• Task statement: Which lines of the material hold the word "StepFailure"? Copy each one.

=======

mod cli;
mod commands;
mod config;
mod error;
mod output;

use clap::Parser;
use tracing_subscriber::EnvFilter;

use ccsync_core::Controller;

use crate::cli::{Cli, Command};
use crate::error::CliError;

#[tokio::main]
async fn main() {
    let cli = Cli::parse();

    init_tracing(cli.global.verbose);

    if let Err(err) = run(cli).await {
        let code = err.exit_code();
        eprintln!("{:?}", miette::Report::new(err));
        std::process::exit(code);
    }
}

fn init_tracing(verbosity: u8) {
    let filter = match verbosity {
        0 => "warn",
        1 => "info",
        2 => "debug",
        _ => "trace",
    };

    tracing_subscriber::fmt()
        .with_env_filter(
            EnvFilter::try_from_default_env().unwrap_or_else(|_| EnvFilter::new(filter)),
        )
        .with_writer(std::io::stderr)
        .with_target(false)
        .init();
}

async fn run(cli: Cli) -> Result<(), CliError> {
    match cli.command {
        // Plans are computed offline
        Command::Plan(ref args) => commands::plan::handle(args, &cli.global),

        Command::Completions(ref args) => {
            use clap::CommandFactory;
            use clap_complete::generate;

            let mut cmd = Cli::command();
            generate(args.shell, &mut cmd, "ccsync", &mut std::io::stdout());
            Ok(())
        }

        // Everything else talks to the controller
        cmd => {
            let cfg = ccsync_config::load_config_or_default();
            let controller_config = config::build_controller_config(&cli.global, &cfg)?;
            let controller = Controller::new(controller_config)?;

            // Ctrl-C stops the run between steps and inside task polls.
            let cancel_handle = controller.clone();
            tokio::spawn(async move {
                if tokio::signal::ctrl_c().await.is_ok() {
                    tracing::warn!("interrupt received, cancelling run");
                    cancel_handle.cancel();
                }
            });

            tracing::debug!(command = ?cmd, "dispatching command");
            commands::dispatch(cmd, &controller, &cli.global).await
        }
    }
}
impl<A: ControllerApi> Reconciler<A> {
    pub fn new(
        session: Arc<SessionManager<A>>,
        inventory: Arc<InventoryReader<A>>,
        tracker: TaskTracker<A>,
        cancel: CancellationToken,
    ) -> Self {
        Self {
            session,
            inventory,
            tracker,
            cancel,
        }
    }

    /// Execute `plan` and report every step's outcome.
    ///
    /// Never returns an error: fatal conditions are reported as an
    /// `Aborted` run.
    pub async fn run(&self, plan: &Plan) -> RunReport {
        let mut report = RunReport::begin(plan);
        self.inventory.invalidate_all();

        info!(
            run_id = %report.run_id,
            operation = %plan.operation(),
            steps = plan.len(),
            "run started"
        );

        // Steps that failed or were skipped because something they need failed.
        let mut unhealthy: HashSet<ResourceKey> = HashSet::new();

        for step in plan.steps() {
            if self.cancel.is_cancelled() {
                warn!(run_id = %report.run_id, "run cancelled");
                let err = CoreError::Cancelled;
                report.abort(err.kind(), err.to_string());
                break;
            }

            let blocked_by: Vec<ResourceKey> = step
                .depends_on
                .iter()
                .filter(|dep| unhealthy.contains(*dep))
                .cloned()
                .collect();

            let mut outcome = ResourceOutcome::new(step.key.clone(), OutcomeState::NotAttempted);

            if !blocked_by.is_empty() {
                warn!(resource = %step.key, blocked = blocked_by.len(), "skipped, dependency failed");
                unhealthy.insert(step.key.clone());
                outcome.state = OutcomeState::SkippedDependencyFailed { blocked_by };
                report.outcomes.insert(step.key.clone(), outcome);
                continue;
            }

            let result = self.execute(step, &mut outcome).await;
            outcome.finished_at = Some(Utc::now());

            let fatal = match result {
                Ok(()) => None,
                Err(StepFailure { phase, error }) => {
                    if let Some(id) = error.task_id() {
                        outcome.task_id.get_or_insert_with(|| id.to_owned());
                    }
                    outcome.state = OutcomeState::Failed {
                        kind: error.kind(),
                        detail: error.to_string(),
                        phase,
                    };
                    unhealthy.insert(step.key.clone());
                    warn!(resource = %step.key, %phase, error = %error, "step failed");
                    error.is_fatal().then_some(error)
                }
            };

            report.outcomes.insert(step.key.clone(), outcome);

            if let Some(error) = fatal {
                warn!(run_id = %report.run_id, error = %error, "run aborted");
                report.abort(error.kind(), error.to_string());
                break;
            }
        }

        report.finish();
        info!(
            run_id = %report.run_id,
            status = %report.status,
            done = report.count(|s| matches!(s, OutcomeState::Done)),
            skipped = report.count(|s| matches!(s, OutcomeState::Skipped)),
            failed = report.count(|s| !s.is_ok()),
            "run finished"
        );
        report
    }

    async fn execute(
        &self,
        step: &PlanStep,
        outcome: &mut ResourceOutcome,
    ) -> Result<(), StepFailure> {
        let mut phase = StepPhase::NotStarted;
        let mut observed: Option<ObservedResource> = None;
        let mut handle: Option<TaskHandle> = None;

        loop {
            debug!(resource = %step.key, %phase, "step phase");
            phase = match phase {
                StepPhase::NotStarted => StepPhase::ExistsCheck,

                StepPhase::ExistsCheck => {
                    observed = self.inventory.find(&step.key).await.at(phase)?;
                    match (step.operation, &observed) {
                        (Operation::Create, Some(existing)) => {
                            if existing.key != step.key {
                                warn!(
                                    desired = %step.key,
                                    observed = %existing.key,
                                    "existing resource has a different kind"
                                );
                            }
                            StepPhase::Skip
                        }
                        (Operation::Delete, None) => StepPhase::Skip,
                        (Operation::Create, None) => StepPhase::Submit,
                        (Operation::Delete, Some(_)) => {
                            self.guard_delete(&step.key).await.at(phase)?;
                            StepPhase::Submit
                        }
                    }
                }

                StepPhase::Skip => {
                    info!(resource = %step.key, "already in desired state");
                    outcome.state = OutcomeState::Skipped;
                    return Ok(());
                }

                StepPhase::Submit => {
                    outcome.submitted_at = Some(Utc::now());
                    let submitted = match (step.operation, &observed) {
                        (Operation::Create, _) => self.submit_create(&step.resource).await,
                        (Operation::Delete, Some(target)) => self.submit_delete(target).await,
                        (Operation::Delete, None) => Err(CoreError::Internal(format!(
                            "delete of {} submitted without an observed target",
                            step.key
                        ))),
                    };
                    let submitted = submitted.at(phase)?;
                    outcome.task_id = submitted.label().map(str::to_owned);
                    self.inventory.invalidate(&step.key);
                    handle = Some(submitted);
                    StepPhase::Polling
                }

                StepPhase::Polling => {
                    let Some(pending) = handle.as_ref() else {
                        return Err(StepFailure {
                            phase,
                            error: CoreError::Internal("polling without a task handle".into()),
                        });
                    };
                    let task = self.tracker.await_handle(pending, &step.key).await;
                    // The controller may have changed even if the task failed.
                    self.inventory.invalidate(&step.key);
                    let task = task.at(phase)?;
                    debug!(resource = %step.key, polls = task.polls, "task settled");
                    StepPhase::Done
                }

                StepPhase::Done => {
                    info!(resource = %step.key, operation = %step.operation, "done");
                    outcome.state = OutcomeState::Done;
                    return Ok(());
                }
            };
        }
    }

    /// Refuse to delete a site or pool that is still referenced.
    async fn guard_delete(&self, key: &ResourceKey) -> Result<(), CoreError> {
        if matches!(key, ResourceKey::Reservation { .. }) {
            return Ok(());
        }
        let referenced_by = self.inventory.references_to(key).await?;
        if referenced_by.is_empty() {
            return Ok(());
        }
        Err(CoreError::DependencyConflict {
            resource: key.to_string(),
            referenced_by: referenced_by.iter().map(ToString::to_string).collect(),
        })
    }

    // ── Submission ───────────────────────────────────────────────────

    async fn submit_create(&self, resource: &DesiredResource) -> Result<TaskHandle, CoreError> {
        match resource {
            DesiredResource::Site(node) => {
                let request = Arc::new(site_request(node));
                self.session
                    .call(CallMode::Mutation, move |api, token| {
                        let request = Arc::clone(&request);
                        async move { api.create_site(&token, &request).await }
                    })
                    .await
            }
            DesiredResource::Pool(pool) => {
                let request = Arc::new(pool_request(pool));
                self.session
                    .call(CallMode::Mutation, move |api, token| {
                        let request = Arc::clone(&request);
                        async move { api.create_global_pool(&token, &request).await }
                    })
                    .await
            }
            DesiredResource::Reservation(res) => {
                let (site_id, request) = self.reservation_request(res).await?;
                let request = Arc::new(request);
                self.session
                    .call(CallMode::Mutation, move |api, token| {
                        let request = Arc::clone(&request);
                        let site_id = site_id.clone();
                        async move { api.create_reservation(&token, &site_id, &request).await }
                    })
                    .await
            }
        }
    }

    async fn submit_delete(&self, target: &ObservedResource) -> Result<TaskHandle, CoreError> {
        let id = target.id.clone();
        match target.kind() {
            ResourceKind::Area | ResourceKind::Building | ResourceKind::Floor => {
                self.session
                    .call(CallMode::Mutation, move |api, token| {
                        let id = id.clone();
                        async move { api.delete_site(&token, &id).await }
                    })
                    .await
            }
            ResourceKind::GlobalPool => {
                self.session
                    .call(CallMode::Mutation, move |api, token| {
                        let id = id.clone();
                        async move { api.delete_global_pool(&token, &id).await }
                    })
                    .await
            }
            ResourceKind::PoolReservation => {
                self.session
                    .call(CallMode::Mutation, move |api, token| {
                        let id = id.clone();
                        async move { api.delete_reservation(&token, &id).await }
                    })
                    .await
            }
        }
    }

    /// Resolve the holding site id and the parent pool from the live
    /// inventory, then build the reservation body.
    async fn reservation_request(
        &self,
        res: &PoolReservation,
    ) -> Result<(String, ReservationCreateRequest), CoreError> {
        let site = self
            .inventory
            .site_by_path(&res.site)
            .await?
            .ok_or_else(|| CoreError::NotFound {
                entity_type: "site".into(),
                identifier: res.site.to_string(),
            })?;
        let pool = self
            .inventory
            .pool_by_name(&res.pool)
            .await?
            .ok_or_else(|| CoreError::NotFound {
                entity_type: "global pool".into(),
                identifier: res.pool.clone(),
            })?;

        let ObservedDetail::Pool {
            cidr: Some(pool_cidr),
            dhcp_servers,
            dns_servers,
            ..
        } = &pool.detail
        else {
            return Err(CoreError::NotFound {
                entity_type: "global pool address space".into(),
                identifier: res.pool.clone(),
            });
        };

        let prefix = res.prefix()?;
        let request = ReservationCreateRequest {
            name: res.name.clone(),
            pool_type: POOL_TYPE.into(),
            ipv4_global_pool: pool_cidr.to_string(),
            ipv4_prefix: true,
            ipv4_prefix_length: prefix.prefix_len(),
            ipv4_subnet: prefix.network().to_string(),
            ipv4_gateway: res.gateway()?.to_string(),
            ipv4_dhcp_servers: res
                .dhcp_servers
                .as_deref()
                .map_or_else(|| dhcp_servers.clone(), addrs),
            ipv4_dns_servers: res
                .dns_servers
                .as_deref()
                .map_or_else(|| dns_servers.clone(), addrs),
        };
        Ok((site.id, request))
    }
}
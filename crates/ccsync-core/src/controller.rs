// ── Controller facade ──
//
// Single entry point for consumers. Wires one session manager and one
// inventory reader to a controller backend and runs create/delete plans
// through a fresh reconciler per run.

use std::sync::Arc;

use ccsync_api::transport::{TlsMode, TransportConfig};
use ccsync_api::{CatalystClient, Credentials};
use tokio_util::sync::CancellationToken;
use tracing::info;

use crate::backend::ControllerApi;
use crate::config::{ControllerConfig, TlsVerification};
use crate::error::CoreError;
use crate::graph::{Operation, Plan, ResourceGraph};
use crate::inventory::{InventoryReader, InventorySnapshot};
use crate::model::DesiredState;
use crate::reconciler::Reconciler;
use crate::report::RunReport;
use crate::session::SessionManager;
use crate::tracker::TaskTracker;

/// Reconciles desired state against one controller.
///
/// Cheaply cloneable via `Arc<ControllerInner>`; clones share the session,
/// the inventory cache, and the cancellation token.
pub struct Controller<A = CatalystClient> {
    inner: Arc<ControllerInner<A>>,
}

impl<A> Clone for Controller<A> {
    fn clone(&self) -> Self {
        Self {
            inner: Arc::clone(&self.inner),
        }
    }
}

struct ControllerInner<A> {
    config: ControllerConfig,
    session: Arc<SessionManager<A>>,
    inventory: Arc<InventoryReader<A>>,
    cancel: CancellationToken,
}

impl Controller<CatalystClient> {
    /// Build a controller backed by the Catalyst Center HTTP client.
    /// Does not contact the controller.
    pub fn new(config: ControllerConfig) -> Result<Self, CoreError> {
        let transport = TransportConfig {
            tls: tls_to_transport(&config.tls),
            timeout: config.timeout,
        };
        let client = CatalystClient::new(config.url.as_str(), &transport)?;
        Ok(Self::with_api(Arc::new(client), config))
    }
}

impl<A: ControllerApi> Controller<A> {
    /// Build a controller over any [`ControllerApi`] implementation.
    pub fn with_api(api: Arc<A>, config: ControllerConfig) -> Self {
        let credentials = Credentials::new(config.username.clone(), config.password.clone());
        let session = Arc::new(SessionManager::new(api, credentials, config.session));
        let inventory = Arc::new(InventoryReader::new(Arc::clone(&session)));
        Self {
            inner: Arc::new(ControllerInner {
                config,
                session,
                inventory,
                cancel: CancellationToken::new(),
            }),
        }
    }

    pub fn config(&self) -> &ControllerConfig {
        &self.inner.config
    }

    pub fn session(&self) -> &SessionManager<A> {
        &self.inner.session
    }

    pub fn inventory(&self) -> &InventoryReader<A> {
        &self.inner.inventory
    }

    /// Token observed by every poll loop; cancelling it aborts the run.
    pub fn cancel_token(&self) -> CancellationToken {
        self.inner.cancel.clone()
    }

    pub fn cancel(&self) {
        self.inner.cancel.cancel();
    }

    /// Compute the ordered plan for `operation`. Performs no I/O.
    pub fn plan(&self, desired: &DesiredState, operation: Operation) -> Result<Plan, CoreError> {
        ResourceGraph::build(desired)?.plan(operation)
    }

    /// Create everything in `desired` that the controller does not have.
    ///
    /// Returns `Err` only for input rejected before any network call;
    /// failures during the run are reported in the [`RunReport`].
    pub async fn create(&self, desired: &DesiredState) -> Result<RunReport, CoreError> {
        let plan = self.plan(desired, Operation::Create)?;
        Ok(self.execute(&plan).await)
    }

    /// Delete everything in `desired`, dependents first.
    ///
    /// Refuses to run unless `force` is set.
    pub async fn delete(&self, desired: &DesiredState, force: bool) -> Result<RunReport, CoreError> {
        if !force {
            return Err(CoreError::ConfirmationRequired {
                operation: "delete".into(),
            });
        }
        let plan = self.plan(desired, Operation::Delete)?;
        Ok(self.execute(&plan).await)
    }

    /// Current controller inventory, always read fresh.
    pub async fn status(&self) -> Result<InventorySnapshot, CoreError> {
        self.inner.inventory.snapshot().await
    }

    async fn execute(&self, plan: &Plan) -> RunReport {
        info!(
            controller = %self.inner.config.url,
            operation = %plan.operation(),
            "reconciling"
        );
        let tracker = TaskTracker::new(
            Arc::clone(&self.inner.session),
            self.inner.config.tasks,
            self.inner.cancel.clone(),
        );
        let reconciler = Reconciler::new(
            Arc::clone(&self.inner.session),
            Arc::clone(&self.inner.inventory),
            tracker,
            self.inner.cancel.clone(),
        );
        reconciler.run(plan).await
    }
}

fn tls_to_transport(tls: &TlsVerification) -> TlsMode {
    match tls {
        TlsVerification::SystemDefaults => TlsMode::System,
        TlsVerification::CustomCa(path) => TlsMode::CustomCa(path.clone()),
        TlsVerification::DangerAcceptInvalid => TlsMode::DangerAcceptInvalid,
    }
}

=======

• Output for this exercise:
                Err(StepFailure { phase, error }) => {
    ) -> Result<(), StepFailure> {
                        return Err(StepFailure {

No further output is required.